Saved entries:
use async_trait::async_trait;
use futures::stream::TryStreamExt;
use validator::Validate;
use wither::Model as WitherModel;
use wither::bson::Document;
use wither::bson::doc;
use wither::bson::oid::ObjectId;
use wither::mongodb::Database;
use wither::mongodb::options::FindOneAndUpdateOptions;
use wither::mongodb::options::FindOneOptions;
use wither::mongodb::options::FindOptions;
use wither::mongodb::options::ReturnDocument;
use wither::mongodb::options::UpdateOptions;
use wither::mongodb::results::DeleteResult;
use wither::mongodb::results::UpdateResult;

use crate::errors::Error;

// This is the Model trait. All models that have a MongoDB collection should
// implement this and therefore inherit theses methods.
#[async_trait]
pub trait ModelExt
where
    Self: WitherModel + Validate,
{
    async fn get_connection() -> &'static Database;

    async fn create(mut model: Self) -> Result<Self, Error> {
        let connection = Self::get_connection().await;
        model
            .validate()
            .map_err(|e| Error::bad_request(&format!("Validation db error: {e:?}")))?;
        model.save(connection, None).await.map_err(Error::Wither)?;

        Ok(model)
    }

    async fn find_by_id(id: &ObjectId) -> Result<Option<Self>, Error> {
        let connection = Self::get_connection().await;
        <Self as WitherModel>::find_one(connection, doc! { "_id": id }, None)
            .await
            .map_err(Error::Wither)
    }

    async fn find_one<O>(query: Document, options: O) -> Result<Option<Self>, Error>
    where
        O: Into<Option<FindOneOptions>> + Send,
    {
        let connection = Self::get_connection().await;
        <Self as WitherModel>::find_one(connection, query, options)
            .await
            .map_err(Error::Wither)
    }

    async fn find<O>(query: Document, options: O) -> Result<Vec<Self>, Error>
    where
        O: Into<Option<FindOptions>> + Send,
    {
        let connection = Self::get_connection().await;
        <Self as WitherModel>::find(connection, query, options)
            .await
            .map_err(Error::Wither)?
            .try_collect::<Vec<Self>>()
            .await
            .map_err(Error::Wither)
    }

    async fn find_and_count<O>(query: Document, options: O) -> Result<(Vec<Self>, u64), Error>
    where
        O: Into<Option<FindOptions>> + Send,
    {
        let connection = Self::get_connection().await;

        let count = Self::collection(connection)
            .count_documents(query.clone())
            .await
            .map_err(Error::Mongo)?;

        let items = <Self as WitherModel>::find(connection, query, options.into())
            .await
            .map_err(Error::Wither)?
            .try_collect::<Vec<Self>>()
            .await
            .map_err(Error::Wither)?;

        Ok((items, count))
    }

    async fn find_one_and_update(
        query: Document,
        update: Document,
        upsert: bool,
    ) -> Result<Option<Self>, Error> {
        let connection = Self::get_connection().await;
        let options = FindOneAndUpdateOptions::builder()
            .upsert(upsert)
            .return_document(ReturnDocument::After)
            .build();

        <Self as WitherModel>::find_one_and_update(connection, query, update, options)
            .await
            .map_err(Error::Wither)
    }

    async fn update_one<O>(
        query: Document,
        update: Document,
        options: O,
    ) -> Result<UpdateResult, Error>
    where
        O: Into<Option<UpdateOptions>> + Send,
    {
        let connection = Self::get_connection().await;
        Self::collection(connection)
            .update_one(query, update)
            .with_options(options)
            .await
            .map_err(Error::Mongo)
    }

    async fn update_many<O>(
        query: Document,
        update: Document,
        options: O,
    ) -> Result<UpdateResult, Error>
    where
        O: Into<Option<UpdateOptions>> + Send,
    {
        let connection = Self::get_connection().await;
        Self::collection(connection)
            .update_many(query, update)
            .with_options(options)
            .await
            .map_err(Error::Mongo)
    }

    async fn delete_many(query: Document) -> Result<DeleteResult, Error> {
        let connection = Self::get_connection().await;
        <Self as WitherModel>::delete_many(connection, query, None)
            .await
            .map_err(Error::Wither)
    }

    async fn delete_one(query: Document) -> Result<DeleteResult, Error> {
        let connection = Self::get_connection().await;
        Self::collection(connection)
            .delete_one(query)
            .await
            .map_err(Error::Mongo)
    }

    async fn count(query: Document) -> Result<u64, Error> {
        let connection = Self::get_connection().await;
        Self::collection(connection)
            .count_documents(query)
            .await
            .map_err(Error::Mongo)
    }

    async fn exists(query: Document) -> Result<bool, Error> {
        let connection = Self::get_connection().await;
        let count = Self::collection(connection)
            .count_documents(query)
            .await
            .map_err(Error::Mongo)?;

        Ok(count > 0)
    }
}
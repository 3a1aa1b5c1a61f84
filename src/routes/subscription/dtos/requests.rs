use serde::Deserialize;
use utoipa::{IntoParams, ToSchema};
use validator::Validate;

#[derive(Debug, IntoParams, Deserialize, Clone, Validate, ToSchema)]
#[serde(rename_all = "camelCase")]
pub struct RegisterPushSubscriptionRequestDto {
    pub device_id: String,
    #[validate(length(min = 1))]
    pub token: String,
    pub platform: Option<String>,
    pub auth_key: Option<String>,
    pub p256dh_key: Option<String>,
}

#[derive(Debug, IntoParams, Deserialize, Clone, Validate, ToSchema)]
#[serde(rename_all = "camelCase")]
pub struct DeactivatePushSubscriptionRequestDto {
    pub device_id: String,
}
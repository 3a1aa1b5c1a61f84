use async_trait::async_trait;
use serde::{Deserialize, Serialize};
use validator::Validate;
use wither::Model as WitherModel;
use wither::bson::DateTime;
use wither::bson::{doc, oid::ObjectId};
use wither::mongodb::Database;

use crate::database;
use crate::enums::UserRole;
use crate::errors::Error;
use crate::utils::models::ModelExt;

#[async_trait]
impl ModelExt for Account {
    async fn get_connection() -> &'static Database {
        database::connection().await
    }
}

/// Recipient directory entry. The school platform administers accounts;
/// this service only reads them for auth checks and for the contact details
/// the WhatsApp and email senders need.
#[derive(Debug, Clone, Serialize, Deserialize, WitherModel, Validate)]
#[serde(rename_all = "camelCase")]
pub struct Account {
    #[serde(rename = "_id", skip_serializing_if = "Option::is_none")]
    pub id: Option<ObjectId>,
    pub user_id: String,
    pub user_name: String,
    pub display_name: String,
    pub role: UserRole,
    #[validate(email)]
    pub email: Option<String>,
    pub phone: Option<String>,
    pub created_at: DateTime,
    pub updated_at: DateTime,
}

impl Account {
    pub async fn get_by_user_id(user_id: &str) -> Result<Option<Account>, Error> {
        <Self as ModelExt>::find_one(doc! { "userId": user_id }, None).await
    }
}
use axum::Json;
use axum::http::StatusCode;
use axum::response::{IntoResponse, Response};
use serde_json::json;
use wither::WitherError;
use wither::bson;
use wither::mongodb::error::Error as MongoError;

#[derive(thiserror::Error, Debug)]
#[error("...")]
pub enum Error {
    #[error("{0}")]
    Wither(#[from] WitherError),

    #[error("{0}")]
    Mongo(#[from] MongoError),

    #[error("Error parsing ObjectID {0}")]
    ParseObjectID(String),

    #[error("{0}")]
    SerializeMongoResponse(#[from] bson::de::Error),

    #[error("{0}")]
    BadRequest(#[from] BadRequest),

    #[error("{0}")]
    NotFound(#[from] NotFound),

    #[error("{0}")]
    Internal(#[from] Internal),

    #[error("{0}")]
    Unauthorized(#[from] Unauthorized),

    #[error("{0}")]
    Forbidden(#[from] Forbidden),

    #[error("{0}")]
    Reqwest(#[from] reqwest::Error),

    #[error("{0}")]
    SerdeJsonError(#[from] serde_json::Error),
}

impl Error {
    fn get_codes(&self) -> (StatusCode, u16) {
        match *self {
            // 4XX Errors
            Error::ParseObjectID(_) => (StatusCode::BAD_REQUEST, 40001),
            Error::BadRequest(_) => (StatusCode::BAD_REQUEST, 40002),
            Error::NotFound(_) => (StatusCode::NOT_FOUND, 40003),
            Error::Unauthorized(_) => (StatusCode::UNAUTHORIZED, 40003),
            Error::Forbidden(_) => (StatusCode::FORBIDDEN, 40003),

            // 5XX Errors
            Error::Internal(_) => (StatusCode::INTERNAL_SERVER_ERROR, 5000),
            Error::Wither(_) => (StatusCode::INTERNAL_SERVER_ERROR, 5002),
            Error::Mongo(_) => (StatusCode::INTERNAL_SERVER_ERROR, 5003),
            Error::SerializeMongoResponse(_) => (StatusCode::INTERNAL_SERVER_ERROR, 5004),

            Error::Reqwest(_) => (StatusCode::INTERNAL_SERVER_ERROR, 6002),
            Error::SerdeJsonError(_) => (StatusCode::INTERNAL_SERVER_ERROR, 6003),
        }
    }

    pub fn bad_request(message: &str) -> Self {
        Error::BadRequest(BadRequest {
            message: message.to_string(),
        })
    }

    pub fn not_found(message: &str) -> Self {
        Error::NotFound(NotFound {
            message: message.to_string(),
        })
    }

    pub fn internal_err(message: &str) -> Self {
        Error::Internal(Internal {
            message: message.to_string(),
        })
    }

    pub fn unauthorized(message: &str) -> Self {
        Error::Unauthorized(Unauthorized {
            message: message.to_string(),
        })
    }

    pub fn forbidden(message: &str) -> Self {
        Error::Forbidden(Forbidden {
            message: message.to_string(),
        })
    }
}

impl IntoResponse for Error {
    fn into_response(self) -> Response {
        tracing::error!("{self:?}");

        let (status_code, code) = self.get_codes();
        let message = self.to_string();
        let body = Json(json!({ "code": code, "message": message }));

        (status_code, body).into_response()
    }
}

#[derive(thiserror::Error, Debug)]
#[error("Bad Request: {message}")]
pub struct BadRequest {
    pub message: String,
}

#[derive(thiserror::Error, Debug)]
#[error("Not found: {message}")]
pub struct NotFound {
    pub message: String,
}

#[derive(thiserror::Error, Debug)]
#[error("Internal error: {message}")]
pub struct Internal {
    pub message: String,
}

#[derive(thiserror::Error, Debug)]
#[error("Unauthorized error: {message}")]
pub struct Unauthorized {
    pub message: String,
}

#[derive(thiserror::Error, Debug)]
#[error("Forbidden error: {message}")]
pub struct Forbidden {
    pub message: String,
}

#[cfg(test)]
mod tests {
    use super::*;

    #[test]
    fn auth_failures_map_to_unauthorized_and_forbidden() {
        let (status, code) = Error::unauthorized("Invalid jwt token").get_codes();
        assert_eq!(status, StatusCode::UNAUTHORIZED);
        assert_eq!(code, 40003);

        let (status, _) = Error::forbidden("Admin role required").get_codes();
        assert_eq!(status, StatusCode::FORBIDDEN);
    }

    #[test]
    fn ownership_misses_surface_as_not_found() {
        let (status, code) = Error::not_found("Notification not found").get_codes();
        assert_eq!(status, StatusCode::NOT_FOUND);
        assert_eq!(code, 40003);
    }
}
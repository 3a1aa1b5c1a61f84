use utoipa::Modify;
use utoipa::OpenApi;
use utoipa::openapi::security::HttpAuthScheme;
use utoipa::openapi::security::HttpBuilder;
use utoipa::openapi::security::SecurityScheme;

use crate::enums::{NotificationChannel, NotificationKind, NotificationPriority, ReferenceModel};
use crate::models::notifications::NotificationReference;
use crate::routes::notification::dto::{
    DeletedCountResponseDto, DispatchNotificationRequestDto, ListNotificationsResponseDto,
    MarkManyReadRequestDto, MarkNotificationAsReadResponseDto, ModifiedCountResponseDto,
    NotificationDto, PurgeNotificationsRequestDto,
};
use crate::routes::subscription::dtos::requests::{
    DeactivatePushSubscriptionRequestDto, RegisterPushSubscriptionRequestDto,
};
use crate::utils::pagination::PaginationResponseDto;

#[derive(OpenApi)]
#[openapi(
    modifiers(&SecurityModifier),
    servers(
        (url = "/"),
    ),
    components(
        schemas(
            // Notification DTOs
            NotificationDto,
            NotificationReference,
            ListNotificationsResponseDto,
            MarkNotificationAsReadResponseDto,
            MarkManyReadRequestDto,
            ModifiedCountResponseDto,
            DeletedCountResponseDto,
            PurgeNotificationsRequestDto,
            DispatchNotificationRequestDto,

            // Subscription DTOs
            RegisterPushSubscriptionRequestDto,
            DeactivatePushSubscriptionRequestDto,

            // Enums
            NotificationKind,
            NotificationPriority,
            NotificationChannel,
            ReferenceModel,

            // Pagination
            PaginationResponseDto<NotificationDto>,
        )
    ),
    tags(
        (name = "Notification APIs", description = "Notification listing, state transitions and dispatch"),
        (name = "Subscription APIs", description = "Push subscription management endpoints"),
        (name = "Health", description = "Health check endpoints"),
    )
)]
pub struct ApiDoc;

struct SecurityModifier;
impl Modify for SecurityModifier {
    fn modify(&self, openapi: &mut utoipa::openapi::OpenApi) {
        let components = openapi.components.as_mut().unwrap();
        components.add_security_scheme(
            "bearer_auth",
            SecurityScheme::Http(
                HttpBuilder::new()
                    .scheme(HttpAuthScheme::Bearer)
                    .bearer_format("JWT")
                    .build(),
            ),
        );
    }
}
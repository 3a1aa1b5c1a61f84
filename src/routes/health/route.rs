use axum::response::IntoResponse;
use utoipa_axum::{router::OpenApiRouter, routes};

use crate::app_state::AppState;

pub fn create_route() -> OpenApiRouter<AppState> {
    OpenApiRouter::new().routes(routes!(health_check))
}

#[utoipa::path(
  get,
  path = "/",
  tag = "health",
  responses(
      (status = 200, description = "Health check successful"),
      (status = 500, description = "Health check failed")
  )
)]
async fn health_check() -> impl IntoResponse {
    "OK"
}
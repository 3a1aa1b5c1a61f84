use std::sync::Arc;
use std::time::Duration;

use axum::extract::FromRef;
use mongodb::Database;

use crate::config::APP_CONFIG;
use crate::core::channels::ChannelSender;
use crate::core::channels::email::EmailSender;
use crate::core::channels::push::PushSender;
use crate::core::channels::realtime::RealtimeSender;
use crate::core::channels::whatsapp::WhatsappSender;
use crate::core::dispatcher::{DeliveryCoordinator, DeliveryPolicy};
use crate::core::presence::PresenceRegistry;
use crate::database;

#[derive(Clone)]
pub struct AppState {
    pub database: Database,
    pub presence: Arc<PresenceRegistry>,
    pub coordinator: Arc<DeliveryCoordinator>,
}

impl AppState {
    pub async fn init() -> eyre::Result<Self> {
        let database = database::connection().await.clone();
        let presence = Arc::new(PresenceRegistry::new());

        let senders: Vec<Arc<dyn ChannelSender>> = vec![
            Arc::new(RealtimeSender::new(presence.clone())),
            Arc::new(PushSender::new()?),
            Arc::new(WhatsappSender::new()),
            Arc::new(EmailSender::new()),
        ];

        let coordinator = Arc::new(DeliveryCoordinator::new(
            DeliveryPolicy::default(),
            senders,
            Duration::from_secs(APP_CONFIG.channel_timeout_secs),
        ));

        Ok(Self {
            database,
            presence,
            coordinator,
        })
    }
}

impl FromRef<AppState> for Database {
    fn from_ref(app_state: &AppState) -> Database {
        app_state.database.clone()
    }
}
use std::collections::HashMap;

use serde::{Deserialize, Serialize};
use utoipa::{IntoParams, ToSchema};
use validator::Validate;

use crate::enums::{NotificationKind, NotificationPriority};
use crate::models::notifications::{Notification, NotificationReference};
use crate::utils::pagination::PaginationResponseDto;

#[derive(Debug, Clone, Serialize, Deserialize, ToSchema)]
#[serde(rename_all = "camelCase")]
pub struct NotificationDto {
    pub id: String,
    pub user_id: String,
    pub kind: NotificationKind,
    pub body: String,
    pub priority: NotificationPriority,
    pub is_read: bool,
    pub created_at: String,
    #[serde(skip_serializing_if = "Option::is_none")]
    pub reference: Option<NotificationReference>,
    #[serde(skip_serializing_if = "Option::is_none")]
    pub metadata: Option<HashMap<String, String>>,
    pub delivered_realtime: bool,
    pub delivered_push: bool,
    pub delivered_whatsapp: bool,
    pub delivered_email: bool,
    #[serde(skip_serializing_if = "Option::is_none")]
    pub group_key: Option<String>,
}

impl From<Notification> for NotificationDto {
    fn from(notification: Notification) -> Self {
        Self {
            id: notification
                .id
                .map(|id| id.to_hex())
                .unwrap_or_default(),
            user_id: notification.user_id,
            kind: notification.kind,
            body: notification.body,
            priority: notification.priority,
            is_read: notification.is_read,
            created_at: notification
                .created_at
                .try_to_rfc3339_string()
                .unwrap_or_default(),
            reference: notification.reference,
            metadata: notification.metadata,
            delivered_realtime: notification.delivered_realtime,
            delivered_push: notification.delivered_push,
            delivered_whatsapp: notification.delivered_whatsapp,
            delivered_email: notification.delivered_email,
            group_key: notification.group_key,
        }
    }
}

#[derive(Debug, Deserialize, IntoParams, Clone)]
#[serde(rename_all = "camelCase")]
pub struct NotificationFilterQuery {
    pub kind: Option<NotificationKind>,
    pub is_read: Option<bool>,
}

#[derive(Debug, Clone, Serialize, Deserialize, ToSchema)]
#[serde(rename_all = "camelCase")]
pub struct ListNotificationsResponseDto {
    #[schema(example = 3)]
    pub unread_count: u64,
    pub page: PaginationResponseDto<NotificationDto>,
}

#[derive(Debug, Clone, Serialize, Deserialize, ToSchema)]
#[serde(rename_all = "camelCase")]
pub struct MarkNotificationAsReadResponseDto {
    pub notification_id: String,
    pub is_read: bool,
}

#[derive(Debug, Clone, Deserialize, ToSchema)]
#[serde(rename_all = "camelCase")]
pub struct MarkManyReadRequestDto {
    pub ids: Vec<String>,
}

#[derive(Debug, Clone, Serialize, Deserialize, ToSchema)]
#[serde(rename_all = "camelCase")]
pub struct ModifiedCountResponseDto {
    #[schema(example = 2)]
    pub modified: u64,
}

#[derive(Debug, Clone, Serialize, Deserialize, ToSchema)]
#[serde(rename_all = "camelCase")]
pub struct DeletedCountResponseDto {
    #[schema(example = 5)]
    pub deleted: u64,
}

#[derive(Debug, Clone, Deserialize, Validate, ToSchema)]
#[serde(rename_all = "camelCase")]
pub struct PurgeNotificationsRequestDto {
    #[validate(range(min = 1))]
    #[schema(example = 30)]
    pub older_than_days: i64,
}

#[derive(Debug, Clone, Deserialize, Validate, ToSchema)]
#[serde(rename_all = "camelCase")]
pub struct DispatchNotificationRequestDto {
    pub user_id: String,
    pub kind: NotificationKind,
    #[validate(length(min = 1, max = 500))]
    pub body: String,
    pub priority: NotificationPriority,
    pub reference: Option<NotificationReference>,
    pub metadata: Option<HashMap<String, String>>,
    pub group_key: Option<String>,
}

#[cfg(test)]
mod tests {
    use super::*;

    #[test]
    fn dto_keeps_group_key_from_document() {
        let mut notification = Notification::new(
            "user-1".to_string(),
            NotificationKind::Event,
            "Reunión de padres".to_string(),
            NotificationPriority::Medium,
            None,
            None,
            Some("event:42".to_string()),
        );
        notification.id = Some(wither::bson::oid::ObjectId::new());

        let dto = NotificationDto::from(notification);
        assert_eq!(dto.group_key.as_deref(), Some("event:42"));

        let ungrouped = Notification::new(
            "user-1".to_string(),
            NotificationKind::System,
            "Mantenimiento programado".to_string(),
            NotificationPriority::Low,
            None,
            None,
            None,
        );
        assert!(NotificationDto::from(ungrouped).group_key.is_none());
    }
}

What the exercise asks
From the data above, output only the lines between the line containing "pub struct Forbidden" and the line containing "use utoipa::openapi::security::HttpAuthScheme;", inclusive, exactly as written.

Written response
pub struct Forbidden {
    pub message: String,
}

#[cfg(test)]
mod tests {
    use super::*;

    #[test]
    fn auth_failures_map_to_unauthorized_and_forbidden() {
        let (status, code) = Error::unauthorized("Invalid jwt token").get_codes();
        assert_eq!(status, StatusCode::UNAUTHORIZED);
        assert_eq!(code, 40003);

        let (status, _) = Error::forbidden("Admin role required").get_codes();
        assert_eq!(status, StatusCode::FORBIDDEN);
    }

    #[test]
    fn ownership_misses_surface_as_not_found() {
        let (status, code) = Error::not_found("Notification not found").get_codes();
        assert_eq!(status, StatusCode::NOT_FOUND);
        assert_eq!(code, 40003);
    }
}
repository 3a1aa1b5c1a61f84
use utoipa::Modify;
use utoipa::OpenApi;
use utoipa::openapi::security::HttpAuthScheme;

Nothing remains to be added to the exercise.